Requirement -
Go through the data below and return each line where the string "HttpState" occurs.
--- Information shown Enclosed Below ---
//! Handler tests for the auth routes over an in-memory directory.

use std::sync::Arc;

use actix_web::cookie::Cookie;
use actix_web::dev::{Service, ServiceResponse};
use actix_web::http::StatusCode;
use actix_web::{App, test as actix_test, web};
use rstest::rstest;
use serde_json::Value;

use super::*;
use crate::domain::AuthService;
use crate::inbound::http::test_utils::{session_cookie, test_session_middleware};
use crate::outbound::hashing::{Argon2CredentialHasher, KdfParams};
use crate::outbound::memory::InMemoryUserDirectory;

fn state_with(directory: Arc<InMemoryUserDirectory>) -> HttpState {
    let hasher = Arc::new(Argon2CredentialHasher::new(KdfParams::new(1024, 1)));
    HttpState::new(Arc::new(AuthService::new(directory, hasher)))
}

async fn init(
    directory: Arc<InMemoryUserDirectory>,
) -> impl Service<actix_http::Request, Response = ServiceResponse, Error = actix_web::Error> {
    actix_test::init_service(
        App::new()
            .app_data(web::Data::new(state_with(directory)))
            .wrap(test_session_middleware())
            .configure(crate::inbound::http::configure),
    )
    .await
}

fn body(email: &str, password: &str) -> CredentialsRequest {
    CredentialsRequest {
        email: email.to_owned(),
        password: password.to_owned(),
    }
}

async fn post<S>(app: &S, uri: &str, payload: &CredentialsRequest) -> ServiceResponse
where
    S: Service<actix_http::Request, Response = ServiceResponse, Error = actix_web::Error>,
{
    let req = actix_test::TestRequest::post()
        .uri(uri)
        .set_json(payload)
        .to_request();
    actix_test::call_service(app, req).await
}

async fn get<S>(app: &S, uri: &str, cookie: Option<Cookie<'static>>) -> ServiceResponse
where
    S: Service<actix_http::Request, Response = ServiceResponse, Error = actix_web::Error>,
{
    let mut req = actix_test::TestRequest::get().uri(uri);
    if let Some(cookie) = cookie {
        req = req.cookie(cookie);
    }
    actix_test::call_service(app, req.to_request()).await
}

async fn json(res: ServiceResponse) -> Value {
    let bytes = actix_test::read_body(res).await;
    serde_json::from_slice(&bytes).expect("JSON body")
}

#[actix_web::test]
async fn signup_creates_user_and_binds_session() {
    let app = init(Arc::new(InMemoryUserDirectory::new())).await;

    let res = post(&app, "/auth/signup", &body("a@b.com", "pw1")).await;
    assert_eq!(res.status(), StatusCode::CREATED);
    let cookie = session_cookie(&res);
    let created: UserResponse = actix_test::read_body_json(res).await;
    assert_eq!(
        created,
        UserResponse {
            id: 1,
            email: "a@b.com".to_owned()
        }
    );

    let me = get(&app, "/auth/whoami", Some(cookie)).await;
    assert_eq!(me.status(), StatusCode::OK);
    let me: Option<UserResponse> = actix_test::read_body_json(me).await;
    assert_eq!(me, Some(created));
}

#[actix_web::test]
async fn signup_response_never_exposes_credential() {
    let app = init(Arc::new(InMemoryUserDirectory::new())).await;

    let res = post(&app, "/auth/signup", &body("a@b.com", "pw1")).await;
    let value = json(res).await;
    let object = value.as_object().expect("object body");
    assert_eq!(object.len(), 2);
    assert!(object.contains_key("id"));
    assert!(object.contains_key("email"));
}

#[actix_web::test]
async fn duplicate_signup_is_rejected_without_mutation() {
    let directory = Arc::new(InMemoryUserDirectory::new());
    let app = init(directory.clone()).await;

    let first = post(&app, "/auth/signup", &body("a@b.com", "pw1")).await;
    assert_eq!(first.status(), StatusCode::CREATED);

    let second = post(&app, "/auth/signup", &body("a@b.com", "pw2")).await;
    assert_eq!(second.status(), StatusCode::BAD_REQUEST);
    let value = json(second).await;
    assert_eq!(value["code"], "invalid_request");
    assert_eq!(value["message"], "email already in use");
    assert_eq!(directory.len().expect("len"), 1);
}

#[rstest]
#[case("a@b.com", "wrong")]
#[case("nobody@b.com", "pw1")]
#[actix_web::test]
async fn signin_failures_share_one_response(#[case] email: &str, #[case] password: &str) {
    let app = init(Arc::new(InMemoryUserDirectory::new())).await;
    post(&app, "/auth/signup", &body("a@b.com", "pw1")).await;

    let res = post(&app, "/auth/signin", &body(email, password)).await;
    assert_eq!(res.status(), StatusCode::BAD_REQUEST);
    let value = json(res).await;
    assert_eq!(value["message"], "invalid credentials");
    assert!(value.get("details").is_none());
}

#[actix_web::test]
async fn signin_binds_existing_user() {
    let app = init(Arc::new(InMemoryUserDirectory::new())).await;
    post(&app, "/auth/signup", &body("a@b.com", "pw1")).await;

    let res = post(&app, "/auth/signin", &body(" a@b.com ", "pw1")).await;
    assert_eq!(res.status(), StatusCode::OK);
    let cookie = session_cookie(&res);
    let signed_in: UserResponse = actix_test::read_body_json(res).await;
    assert_eq!(signed_in.id, 1);

    let me: Option<UserResponse> =
        actix_test::read_body_json(get(&app, "/auth/whoami", Some(cookie)).await).await;
    assert_eq!(me.map(|user| user.email), Some("a@b.com".to_owned()));
}

#[rstest]
#[case("", "pw1", "email", "empty_email")]
#[case("not-an-email", "pw1", "email", "invalid_email")]
#[case("a@b.com", "", "password", "empty_password")]
#[actix_web::test]
async fn invalid_payloads_report_the_field(
    #[case] email: &str,
    #[case] password: &str,
    #[case] field: &str,
    #[case] code: &str,
) {
    let app = init(Arc::new(InMemoryUserDirectory::new())).await;

    let res = post(&app, "/auth/signup", &body(email, password)).await;
    assert_eq!(res.status(), StatusCode::BAD_REQUEST);
    let value = json(res).await;
    assert_eq!(value["details"]["field"], field);
    assert_eq!(value["details"]["code"], code);
}

#[actix_web::test]
async fn malformed_json_is_a_bad_request() {
    let app = init(Arc::new(InMemoryUserDirectory::new())).await;

    let req = actix_test::TestRequest::post()
        .uri("/auth/signup")
        .insert_header(("content-type", "application/json"))
        .set_payload("{\"email\":")
        .to_request();
    let res = actix_test::call_service(&app, req).await;
    assert_eq!(res.status(), StatusCode::BAD_REQUEST);
    assert_eq!(json(res).await["code"], "invalid_request");
}

#[actix_web::test]
async fn whoami_without_session_is_null() {
    let app = init(Arc::new(InMemoryUserDirectory::new())).await;

    let res = get(&app, "/auth/whoami", None).await;
    assert_eq!(res.status(), StatusCode::OK);
    assert_eq!(json(res).await, Value::Null);
}

#[actix_web::test]
async fn signout_clears_binding() {
    let app = init(Arc::new(InMemoryUserDirectory::new())).await;
    let res = post(&app, "/auth/signup", &body("a@b.com", "pw1")).await;
    let cookie = session_cookie(&res);

    let req = actix_test::TestRequest::post()
        .uri("/auth/signout")
        .cookie(cookie)
        .to_request();
    let res = actix_test::call_service(&app, req).await;
    assert_eq!(res.status(), StatusCode::OK);
    let cleared = session_cookie(&res);

    let me = get(&app, "/auth/whoami", Some(cleared)).await;
    assert_eq!(json(me).await, Value::Null);
}

#[rstest]
#[case("/auth/1", StatusCode::OK)]
#[case("/auth/2", StatusCode::NOT_FOUND)]
#[case("/auth/0", StatusCode::BAD_REQUEST)]
#[case("/auth/abc", StatusCode::BAD_REQUEST)]
#[actix_web::test]
async fn find_user_by_id(#[case] uri: &str, #[case] expected: StatusCode) {
    let app = init(Arc::new(InMemoryUserDirectory::new())).await;
    post(&app, "/auth/signup", &body("a@b.com", "pw1")).await;

    let res = get(&app, uri, None).await;
    assert_eq!(res.status(), expected);
}

#[actix_web::test]
async fn email_lookup_requires_a_session() {
    let app = init(Arc::new(InMemoryUserDirectory::new())).await;

    let res = get(&app, "/auth?email=a@b.com", None).await;
    assert_eq!(res.status(), StatusCode::UNAUTHORIZED);
}

#[actix_web::test]
async fn email_lookup_requires_admin() {
    let app = init(Arc::new(InMemoryUserDirectory::new())).await;
    let res = post(&app, "/auth/signup", &body("a@b.com", "pw1")).await;
    let cookie = session_cookie(&res);

    let res = get(&app, "/auth?email=a@b.com", Some(cookie)).await;
    assert_eq!(res.status(), StatusCode::FORBIDDEN);
}

#[actix_web::test]
async fn admins_can_look_up_by_email() {
    let directory = Arc::new(InMemoryUserDirectory::new());
    let app = init(directory.clone()).await;
    let res = post(&app, "/auth/signup", &body("root@b.com", "pw1")).await;
    let cookie = session_cookie(&res);
    post(&app, "/auth/signup", &body("a@b.com", "pw1")).await;
    directory
        .grant_admin(UserId::new(1).expect("id"))
        .expect("grant admin");

    let res = get(&app, "/auth?email=a@b.com", Some(cookie)).await;
    assert_eq!(res.status(), StatusCode::OK);
    let users: Vec<UserResponse> = actix_test::read_body_json(res).await;
    assert_eq!(
        users,
        vec![UserResponse {
            id: 2,
            email: "a@b.com".to_owned()
        }]
    );
}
--- End of Enclosed Information shown ---
Exercise response -
fn state_with(directory: Arc<InMemoryUserDirectory>) -> HttpState {
    HttpState::new(Arc::new(AuthService::new(directory, hasher)))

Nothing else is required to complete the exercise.